### [What is needed]
Going through the entries, how many lines include the string "Serialize"? Answer only with the number.

### [Available records]
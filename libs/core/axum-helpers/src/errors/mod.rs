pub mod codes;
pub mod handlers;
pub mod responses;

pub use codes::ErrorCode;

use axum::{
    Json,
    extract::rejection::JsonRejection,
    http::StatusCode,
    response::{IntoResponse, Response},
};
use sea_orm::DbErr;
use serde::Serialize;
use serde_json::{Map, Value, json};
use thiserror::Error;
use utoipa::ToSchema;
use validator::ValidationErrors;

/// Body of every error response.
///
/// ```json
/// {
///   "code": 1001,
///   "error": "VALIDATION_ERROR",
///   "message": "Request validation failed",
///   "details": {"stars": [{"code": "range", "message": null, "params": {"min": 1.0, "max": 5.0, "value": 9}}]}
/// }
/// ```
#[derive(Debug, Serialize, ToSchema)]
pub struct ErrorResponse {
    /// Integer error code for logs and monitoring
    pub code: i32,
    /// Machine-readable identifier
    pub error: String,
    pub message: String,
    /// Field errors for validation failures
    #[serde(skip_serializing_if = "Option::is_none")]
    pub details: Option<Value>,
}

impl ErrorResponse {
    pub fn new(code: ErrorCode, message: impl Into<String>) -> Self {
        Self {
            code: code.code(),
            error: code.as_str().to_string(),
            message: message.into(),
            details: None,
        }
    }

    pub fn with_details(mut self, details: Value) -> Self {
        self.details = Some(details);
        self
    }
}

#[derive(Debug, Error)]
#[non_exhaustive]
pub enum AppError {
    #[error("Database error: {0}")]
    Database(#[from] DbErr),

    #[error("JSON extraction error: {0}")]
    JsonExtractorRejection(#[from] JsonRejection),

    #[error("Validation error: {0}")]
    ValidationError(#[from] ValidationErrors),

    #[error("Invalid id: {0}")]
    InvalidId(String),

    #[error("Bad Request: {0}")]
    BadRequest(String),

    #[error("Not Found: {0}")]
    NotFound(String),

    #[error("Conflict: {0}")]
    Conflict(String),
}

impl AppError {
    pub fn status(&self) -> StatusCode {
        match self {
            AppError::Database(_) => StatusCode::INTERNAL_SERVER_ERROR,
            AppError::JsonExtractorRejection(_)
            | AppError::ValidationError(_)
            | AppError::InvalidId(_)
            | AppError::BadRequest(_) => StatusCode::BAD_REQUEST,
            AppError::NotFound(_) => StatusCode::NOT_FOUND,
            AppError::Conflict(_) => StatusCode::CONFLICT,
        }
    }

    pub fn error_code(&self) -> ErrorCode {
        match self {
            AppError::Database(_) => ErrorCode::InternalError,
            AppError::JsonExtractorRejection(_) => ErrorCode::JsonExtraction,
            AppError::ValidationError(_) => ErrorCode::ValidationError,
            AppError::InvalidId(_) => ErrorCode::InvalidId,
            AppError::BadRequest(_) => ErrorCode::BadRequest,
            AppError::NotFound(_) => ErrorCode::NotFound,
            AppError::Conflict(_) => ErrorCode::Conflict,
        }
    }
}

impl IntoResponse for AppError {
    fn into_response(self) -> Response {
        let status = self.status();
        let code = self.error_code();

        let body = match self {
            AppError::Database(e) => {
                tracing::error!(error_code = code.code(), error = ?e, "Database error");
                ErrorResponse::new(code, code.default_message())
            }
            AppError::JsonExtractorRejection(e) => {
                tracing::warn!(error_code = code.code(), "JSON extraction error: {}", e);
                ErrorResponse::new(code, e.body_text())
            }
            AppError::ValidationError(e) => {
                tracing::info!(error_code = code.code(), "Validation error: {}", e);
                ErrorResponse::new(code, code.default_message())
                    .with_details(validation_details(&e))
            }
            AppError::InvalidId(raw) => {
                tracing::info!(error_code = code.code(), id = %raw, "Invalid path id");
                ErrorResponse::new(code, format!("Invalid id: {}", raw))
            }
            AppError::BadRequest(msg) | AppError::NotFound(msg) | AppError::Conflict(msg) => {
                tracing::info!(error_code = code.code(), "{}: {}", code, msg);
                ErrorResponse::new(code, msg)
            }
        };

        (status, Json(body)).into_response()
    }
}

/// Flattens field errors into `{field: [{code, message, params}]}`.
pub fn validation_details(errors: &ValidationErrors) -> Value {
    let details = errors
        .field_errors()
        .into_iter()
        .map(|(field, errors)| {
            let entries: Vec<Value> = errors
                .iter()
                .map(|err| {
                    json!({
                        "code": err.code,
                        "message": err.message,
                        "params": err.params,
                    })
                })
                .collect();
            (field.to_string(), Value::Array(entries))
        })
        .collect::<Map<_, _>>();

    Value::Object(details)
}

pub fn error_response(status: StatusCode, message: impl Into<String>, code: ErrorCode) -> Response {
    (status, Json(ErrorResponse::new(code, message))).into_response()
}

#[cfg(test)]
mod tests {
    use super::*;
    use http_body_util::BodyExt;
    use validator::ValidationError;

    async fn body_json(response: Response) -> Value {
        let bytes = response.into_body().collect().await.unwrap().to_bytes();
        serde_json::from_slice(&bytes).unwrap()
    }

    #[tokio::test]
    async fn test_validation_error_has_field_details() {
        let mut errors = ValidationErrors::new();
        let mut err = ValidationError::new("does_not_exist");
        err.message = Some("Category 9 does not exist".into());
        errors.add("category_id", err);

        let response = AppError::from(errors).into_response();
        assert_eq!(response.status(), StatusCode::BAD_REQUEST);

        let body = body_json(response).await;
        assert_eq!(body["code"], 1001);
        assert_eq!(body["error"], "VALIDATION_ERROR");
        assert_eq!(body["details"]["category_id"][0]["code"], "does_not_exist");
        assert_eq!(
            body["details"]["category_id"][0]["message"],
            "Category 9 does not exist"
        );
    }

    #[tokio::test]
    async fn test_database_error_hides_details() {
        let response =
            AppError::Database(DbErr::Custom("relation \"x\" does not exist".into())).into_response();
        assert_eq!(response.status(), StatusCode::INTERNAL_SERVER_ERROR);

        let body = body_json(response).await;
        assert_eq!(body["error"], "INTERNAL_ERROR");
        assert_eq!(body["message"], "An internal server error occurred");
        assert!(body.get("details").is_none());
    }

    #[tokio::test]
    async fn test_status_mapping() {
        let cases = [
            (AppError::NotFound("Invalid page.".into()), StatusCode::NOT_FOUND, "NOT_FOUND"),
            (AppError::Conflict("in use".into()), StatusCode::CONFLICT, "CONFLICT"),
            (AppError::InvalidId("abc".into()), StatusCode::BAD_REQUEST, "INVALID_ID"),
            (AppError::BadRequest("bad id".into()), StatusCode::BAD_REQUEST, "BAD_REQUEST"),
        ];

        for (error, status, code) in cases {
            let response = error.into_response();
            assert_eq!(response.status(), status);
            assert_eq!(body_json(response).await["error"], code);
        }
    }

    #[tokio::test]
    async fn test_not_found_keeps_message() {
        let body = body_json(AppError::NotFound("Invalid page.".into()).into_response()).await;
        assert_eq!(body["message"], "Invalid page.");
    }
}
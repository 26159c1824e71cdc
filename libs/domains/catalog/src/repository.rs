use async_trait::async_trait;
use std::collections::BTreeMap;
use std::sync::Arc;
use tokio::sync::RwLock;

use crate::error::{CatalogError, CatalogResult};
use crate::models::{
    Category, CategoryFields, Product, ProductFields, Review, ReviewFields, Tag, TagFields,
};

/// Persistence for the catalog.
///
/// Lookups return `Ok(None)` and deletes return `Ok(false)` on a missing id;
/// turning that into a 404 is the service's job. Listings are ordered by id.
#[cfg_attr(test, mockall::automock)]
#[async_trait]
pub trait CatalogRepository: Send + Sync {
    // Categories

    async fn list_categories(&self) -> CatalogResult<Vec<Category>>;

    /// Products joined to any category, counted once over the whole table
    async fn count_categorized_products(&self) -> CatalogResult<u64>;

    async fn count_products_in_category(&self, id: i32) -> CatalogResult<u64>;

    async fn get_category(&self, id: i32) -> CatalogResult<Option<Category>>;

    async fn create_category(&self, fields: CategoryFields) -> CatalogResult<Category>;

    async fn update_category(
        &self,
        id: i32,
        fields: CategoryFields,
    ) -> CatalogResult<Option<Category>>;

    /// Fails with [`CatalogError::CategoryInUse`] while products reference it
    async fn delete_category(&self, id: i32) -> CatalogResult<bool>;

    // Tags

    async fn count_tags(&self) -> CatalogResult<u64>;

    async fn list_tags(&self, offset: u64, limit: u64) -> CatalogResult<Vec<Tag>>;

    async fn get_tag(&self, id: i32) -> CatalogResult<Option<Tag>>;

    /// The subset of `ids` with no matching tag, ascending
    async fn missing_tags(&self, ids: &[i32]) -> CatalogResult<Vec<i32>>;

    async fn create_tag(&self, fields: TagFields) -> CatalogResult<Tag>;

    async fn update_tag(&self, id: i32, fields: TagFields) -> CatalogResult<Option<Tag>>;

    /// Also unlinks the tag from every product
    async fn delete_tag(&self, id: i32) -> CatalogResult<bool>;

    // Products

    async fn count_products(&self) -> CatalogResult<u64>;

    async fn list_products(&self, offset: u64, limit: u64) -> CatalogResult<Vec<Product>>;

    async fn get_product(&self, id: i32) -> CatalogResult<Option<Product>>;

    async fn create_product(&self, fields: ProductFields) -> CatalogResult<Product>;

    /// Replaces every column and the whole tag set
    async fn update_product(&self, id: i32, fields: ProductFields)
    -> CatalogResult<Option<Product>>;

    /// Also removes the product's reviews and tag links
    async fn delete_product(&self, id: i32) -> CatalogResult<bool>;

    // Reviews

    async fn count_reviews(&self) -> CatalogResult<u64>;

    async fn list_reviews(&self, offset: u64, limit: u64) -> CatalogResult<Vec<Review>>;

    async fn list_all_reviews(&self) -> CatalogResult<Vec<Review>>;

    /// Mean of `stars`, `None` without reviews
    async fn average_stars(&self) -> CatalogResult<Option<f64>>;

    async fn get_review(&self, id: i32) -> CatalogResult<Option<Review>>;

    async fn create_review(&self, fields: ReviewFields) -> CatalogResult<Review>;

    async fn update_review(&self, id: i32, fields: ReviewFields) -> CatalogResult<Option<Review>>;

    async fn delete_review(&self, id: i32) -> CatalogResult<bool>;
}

### [Final answer]
2